Task description:
Where does the word "Context" show up in the records? Copy every line that has it.

Exercise inputs:
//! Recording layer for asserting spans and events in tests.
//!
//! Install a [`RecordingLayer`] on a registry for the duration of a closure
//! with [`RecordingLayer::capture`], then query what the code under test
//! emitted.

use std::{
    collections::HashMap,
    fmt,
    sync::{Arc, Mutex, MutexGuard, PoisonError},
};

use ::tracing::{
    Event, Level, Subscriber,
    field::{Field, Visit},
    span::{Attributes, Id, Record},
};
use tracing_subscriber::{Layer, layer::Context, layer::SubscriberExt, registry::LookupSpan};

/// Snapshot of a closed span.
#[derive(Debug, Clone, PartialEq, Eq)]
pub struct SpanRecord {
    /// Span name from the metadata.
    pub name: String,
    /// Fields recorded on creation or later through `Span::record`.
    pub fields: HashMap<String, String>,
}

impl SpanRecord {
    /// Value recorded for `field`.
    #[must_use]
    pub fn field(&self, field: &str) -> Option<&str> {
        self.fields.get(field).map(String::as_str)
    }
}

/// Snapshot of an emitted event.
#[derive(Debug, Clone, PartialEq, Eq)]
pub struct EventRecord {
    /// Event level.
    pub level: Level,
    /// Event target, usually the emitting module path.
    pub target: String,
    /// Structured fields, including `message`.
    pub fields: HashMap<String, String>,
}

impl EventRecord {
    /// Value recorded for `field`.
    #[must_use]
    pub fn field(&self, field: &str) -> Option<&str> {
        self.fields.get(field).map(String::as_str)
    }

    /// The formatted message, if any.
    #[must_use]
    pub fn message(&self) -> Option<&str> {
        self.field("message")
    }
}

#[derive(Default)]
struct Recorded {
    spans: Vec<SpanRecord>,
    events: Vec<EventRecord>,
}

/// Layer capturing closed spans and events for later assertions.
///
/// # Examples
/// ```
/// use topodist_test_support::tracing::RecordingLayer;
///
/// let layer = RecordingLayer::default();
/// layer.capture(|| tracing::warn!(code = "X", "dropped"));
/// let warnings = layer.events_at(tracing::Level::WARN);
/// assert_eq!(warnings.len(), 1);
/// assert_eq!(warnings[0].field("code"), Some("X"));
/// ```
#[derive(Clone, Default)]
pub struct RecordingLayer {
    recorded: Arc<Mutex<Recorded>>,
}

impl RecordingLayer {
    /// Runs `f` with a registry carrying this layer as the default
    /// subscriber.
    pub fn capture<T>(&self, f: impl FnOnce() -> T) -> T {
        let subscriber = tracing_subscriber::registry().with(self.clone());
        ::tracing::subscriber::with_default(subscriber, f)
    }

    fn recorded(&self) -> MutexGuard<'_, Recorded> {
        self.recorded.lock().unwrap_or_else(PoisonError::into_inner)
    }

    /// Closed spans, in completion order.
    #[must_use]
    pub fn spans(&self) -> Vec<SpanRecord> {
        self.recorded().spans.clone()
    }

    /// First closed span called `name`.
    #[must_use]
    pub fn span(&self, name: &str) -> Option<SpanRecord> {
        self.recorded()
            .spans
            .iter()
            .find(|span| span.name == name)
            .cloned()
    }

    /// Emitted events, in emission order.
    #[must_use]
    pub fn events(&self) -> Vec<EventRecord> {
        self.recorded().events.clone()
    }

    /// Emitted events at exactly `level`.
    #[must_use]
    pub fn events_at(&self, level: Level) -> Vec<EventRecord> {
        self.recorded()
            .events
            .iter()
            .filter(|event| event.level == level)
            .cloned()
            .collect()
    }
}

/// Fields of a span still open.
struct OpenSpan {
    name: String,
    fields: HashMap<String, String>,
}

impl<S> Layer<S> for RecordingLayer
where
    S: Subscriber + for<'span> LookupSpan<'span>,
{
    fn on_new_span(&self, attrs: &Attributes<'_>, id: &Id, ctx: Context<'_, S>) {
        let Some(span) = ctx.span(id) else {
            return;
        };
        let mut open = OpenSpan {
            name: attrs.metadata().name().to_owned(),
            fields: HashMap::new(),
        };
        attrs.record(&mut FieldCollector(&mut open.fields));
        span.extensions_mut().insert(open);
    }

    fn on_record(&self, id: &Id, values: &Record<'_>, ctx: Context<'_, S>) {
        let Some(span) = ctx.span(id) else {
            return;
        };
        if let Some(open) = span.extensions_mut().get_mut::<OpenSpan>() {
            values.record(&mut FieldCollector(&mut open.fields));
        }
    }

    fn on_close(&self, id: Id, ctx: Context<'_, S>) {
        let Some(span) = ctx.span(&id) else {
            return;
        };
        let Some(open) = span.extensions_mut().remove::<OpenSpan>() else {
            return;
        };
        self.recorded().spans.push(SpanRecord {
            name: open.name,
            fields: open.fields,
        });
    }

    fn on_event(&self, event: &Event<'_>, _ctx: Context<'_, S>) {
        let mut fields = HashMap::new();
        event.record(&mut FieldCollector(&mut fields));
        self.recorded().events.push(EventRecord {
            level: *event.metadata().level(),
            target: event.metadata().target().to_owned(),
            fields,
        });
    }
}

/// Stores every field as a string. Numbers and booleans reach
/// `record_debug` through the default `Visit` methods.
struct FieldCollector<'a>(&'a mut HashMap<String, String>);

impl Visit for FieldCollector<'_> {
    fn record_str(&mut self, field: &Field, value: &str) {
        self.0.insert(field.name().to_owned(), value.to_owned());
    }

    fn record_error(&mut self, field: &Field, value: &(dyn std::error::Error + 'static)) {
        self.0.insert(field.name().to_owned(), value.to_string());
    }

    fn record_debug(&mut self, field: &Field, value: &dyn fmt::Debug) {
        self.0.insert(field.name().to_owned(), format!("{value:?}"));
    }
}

...

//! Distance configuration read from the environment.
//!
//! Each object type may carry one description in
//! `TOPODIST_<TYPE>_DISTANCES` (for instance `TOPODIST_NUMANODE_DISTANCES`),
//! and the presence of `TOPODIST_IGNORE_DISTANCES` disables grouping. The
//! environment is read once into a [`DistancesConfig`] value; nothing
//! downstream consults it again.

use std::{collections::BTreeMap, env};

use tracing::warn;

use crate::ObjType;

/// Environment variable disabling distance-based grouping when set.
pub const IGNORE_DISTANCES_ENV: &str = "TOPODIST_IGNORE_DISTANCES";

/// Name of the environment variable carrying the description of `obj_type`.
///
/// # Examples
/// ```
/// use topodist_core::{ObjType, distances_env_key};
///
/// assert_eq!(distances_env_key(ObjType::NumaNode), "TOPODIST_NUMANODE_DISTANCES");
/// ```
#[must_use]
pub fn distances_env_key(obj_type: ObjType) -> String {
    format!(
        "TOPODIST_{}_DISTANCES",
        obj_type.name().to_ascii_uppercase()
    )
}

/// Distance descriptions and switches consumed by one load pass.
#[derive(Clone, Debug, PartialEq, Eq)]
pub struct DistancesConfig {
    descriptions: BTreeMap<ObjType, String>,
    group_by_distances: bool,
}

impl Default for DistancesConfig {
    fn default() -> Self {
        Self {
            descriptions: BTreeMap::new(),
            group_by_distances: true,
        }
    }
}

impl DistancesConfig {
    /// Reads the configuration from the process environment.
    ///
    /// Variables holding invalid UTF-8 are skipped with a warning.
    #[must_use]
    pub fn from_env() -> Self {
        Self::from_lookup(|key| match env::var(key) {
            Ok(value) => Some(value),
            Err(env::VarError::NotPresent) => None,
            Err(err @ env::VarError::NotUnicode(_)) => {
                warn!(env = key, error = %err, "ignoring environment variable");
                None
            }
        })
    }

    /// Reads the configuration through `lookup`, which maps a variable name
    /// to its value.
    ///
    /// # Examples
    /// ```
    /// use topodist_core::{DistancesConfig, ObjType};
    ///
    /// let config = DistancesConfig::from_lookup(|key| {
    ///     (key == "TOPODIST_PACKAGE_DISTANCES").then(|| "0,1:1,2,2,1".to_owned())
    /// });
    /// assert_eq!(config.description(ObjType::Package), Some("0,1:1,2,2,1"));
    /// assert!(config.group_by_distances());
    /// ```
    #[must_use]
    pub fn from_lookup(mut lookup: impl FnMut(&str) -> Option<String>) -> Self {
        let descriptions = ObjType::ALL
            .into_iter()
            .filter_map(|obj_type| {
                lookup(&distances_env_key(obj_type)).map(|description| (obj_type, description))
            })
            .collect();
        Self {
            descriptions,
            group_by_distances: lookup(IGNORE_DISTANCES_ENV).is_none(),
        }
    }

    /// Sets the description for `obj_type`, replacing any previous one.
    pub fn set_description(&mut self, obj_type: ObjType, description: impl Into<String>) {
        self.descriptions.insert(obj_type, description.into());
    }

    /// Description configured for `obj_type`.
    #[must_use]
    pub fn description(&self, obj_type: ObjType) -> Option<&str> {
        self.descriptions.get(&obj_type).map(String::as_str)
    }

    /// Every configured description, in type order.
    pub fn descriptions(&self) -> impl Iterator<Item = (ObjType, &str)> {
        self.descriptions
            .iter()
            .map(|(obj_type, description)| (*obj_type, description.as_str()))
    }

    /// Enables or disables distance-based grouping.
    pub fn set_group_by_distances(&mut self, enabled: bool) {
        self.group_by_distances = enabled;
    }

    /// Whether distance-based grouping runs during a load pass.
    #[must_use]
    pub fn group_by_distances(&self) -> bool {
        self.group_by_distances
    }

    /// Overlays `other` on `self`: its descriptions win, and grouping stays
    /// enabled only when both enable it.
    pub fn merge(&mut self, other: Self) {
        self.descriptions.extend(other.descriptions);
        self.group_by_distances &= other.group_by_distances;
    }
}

---

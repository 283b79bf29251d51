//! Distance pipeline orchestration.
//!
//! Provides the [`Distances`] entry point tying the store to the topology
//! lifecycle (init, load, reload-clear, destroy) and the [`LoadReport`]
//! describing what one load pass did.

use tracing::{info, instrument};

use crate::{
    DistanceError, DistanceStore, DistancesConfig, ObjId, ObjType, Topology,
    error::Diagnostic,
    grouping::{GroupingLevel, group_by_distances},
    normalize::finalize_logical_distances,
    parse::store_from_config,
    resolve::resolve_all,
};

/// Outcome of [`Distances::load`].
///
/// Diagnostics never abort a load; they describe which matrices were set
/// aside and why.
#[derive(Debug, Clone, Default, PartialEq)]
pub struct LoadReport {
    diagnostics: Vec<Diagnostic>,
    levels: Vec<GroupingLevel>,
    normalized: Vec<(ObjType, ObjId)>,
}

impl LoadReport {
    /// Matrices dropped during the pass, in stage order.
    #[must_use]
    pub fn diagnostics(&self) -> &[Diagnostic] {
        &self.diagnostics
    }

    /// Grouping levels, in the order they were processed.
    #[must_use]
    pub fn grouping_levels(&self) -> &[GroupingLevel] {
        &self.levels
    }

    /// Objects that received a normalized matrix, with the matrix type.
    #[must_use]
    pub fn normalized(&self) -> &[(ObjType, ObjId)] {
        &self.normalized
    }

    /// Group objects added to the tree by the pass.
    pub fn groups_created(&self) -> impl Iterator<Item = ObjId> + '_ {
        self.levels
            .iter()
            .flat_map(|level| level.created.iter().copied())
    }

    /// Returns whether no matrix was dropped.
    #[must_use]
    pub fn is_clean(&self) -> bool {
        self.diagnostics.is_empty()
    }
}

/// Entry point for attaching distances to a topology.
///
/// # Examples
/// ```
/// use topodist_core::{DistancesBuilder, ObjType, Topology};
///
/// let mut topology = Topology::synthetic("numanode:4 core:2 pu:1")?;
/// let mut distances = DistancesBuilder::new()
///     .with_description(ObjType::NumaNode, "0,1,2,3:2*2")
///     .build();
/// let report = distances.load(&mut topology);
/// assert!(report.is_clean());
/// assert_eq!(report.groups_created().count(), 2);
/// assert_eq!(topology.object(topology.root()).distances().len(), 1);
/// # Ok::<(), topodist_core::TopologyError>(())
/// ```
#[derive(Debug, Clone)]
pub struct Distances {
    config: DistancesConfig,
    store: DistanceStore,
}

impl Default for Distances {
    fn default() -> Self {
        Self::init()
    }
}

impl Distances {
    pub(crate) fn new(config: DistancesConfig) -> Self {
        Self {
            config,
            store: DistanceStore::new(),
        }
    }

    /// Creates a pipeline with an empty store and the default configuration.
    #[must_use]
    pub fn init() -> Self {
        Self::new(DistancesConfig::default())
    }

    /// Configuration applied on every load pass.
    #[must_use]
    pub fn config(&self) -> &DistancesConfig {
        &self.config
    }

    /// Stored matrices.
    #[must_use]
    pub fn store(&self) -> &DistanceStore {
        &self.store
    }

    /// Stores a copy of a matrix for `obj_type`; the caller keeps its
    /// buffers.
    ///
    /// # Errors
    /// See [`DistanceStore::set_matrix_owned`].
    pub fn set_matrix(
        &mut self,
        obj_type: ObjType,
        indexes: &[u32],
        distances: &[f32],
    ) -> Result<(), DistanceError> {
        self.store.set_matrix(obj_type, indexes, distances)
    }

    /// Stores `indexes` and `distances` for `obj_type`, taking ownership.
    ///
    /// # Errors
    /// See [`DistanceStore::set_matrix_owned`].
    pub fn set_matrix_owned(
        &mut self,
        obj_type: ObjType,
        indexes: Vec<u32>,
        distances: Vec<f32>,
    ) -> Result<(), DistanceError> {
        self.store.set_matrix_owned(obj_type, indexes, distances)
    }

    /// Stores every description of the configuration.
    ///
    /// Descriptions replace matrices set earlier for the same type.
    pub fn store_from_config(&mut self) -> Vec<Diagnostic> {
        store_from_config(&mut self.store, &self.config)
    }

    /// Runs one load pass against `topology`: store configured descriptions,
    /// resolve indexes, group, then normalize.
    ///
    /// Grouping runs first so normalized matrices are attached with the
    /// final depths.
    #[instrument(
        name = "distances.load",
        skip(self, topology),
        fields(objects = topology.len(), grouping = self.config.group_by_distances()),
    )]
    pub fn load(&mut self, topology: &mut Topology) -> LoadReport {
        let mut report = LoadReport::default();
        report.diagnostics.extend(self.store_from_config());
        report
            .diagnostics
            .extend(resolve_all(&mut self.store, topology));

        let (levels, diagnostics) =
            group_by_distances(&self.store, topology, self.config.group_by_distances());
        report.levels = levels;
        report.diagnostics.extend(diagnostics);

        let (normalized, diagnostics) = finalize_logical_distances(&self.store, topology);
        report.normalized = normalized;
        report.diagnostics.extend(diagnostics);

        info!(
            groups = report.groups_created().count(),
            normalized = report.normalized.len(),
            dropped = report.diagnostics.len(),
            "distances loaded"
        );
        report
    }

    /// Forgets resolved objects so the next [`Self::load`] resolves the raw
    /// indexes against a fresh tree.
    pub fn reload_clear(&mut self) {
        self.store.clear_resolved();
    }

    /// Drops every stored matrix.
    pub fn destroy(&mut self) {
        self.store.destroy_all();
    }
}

Solved problem:
use tracing_subscriber::{Layer, layer::Context, layer::SubscriberExt, registry::LookupSpan};
    fn on_new_span(&self, attrs: &Attributes<'_>, id: &Id, ctx: Context<'_, S>) {
    fn on_record(&self, id: &Id, values: &Record<'_>, ctx: Context<'_, S>) {
    fn on_close(&self, id: Id, ctx: Context<'_, S>) {
    fn on_event(&self, event: &Event<'_>, _ctx: Context<'_, S>) {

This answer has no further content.